Why guest physical addresses are not the same as the corresponding host virtual addresses in QEMU/KVM? Thanks!

Mon Oct 12 16:54:28 UTC 2020

On Sun, Oct 11, 2020 at 10:11:39AM -0400, harry harry wrote:
> Hi Maxim,
> 
> Thanks much for your reply.
> 
> On Sun, Oct 11, 2020 at 3:29 AM Maxim Levitsky <mlevitsk at redhat.com> wrote:
> >
> > On Sun, 2020-10-11 at 01:26 -0400, harry harry wrote:
> > > Hi QEMU/KVM developers,
> > >
> > > I am sorry if my email disturbs you. I did an experiment and found the
> > > guest physical addresses (GPAs) are not the same as the corresponding
> > > host virtual addresses (HVAs). I am curious about why; I think they
> > > should be the same. I am very appreciated if you can give some
> > > comments and suggestions about 1) why GPAs and HVAs are not the same
> > > in the following experiment; 2) are there any better experiments to
> > > look into the reasons? Any other comments/suggestions are also very
> > > welcome. Thanks!
> > >
> > > The experiment is like this: in a single vCPU VM, I ran a program
> > > allocating and referencing lots of pages (e.g., 100*1024) and didn't
> > > let the program terminate. Then, I checked the program's guest virtual
> > > addresses (GVAs) and GPAs through parsing its pagemap and maps files
> > > located at /proc/pid/pagemap and /proc/pid/maps, respectively. At
> > > last, in the host OS, I checked the vCPU's pagemap and maps files to
> > > find the program's HVAs and host physical addresses (HPAs); I actually
> > > checked the new allocated physical pages in the host OS after the
> > > program was executed in the guest OS.
> > >
> > > With the above experiment, I found GPAs of the program are different
> > > from its corresponding HVAs. BTW, Intel EPT and other related Intel
> > > virtualization techniques were enabled.
> > >
> > > Thanks,
> > > Harry
> > >
> > The fundemental reason is that some HVAs (e.g. QEMU's virtual memory addresses) are already allocated
> > for qemu's own use (e.g qemu code/heap/etc) prior to the guest starting up.
> >
> > KVM does though use quite effiecient way of mapping HVA's to GPA. It uses an array of arbitrary sized HVA areas
> > (which we call memslots) and for each such area/memslot you specify the GPA to map to. In theory QEMU
> > could allocate the whole guest's memory in one contiguous area and map it as single memslot to the guest.
> > In practice there are MMIO holes, and various other reasons why there will be more that 1 memslot.
> 
> It is still not clear to me why GPAs are not the same as the
> corresponding HVAs in my experiment. Since two-dimensional paging
> (Intel EPT) is used, GPAs should be the same as their corresponding
> HVAs. Otherwise, I think EPT may not work correctly. What do you
> think?

No, the guest physical address spaces is not intrinsically tied to the host
virtual address spaces.  The fact that GPAs and HVAs are related in KVM is a
property KVM's architecture.  EPT/NPT has absolutely nothing to do with HVAs.

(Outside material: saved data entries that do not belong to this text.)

//! Retrieval-augmented answerer.
//!
//! Pipeline per question: retrieve top-k records from the knowledge index,
//! assemble a bounded context (per-record snippets, truncated to keep the
//! prompt inside a token budget), and ask the chat model for a short,
//! sourced answer. An empty retrieval set is a designed fallback path — the
//! model is never invoked for it.
//!
//! The specialized entry points (`workout_suggestions`, `exercise_form`,
//! `nutrition_advice`) are pure query rewrites over the same pipeline, each
//! with its own default `k`.

use std::sync::Arc;
use std::time::Duration;

use tokio::sync::RwLock;
use tracing::debug;

use crate::config::{LlmConfig, RetrievalConfig};
use crate::error::KbError;
use crate::index::KnowledgeIndex;
use crate::llm::ChatModel;
use crate::models::{IndexedRecord, RagResponse, SourceRef};

/// Returned verbatim when retrieval comes back empty.
pub const FALLBACK_ANSWER: &str = "I don't have enough specific information in my knowledge base to answer your question about workouts. However, I'd be happy to help you with general fitness guidance or connect you with other resources!";

/// Context sentinel for the fallback path, kept distinguishable in logs.
pub const EMPTY_CONTEXT: &str = "No relevant context found";

/// Answers questions against the knowledge index through a chat model.
pub struct RagAnswerer {
    index: Arc<RwLock<KnowledgeIndex>>,
    chat: Arc<dyn ChatModel>,
    retrieval: RetrievalConfig,
    llm_deadline: Duration,
}

impl RagAnswerer {
    pub fn new(
        index: Arc<RwLock<KnowledgeIndex>>,
        chat: Arc<dyn ChatModel>,
        retrieval: RetrievalConfig,
        llm: &LlmConfig,
    ) -> Self {
        Self {
            index,
            chat,
            retrieval,
            llm_deadline: Duration::from_secs(llm.timeout_secs),
        }
    }

    /// Answer a question from the top-`k` retrieved records.
    pub async fn answer(&self, question: &str, k: usize) -> Result<RagResponse, KbError> {
        let retrieved = self.index.read().await.search(question, k).await?;

        if retrieved.is_empty() {
            debug!(%question, "no relevant records retrieved, returning fallback");
            return Ok(RagResponse {
                answer: FALLBACK_ANSWER.to_string(),
                sources: Vec::new(),
                context: EMPTY_CONTEXT.to_string(),
            });
        }

        let context = build_context(&retrieved, self.retrieval.context_snippet_chars);
        let prompt = build_prompt(question, &context);

        // The model call is the highest-latency step in the query path, so
        // the deadline lives here.
        let answer = tokio::time::timeout(self.llm_deadline, self.chat.complete(&prompt))
            .await
            .map_err(|_| KbError::Chat("completion timed out".into()))??;

        let sources = retrieved
            .iter()
            .map(|(record, score)| SourceRef {
                url: record.url.clone(),
                title: record.title.clone(),
                relevance_score: Some(*score),
            })
            .collect();

        Ok(RagResponse {
            answer,
            sources,
            context,
        })
    }

    /// Workout-plan oriented retrieval: widened query, larger `k`.
    pub async fn workout_suggestions(&self, query: &str) -> Result<RagResponse, KbError> {
        let rewritten = format!("workout routine exercise plan {} training program", query);
        self.answer(&rewritten, self.retrieval.workout_k).await
    }

    /// Form and technique retrieval for a named exercise.
    pub async fn exercise_form(&self, exercise_name: &str) -> Result<RagResponse, KbError> {
        let rewritten = format!(
            "{} proper form technique how to do correctly safety tips",
            exercise_name
        );
        self.answer(&rewritten, self.retrieval.form_k).await
    }

    /// Nutrition and diet retrieval in a training context.
    pub async fn nutrition_advice(&self, query: &str) -> Result<RagResponse, KbError> {
        let rewritten = format!("nutrition diet {} workout recovery protein", query);
        self.answer(&rewritten, self.retrieval.nutrition_k).await
    }

    /// General fitness advice: the question is passed through unchanged.
    pub async fn general_advice(&self, query: &str) -> Result<RagResponse, KbError> {
        self.answer(query, self.retrieval.default_k).await
    }

    /// True once the underlying index has been built or loaded.
    pub async fn is_ready(&self) -> bool {
        self.index.read().await.is_loaded()
    }
}

/// Assemble the labeled context blocks handed to the model. Each retrieved
/// record contributes its title, a relevance percentage, and its text
/// truncated to `snippet_chars` characters.
fn build_context(retrieved: &[(IndexedRecord, f32)], snippet_chars: usize) -> String {
    retrieved
        .iter()
        .enumerate()
        .map(|(i, (record, score))| {
            let truncated: String = record.text.chars().take(snippet_chars).collect();
            let ellipsis = if record.text.chars().count() > snippet_chars {
                "..."
            } else {
                ""
            };
            format!(
                "Source {} (Relevance: {:.1}%):\nTitle: {}\nContent: {}{}\n\n---",
                i + 1,
                score * 100.0,
                record.title,
                truncated,
                ellipsis,
            )
        })
        .collect::<Vec<_>>()
        .join("\n\n")
}

/// The fixed instruction template: coach persona, domain, and the
/// behavioral constraints (short, decision-relevant, encouraging,
/// safety-first).
fn build_prompt(question: &str, context: &str) -> String {
    format!(
        r#"You are "Root", a knowledgeable and encouraging AI fitness coach. Answer the user's question concisely and helpfully.

Context from fitness sources:
{context}

User Question: {question}

Instructions:
1. Keep your answer SHORT and to the point (2-3 sentences max)
2. Focus on the most important information from the context
3. Be encouraging and motivational
4. Prioritize safety and proper form when discussing exercises
5. If the context doesn't contain enough information, say so briefly

Answer: "#
    )
}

As Maxim pointed out, KVM links a guest's physical address space, i.e. GPAs, to
the host's virtual address space, i.e. HVAs, via memslots.  For all intents and
purposes, this is an extra layer of address translation that is purely software
defined.  The memslots allow KVM to retrieve the HPA for a given GPA when
servicing a shadow page fault (a.k.a. EPT violation).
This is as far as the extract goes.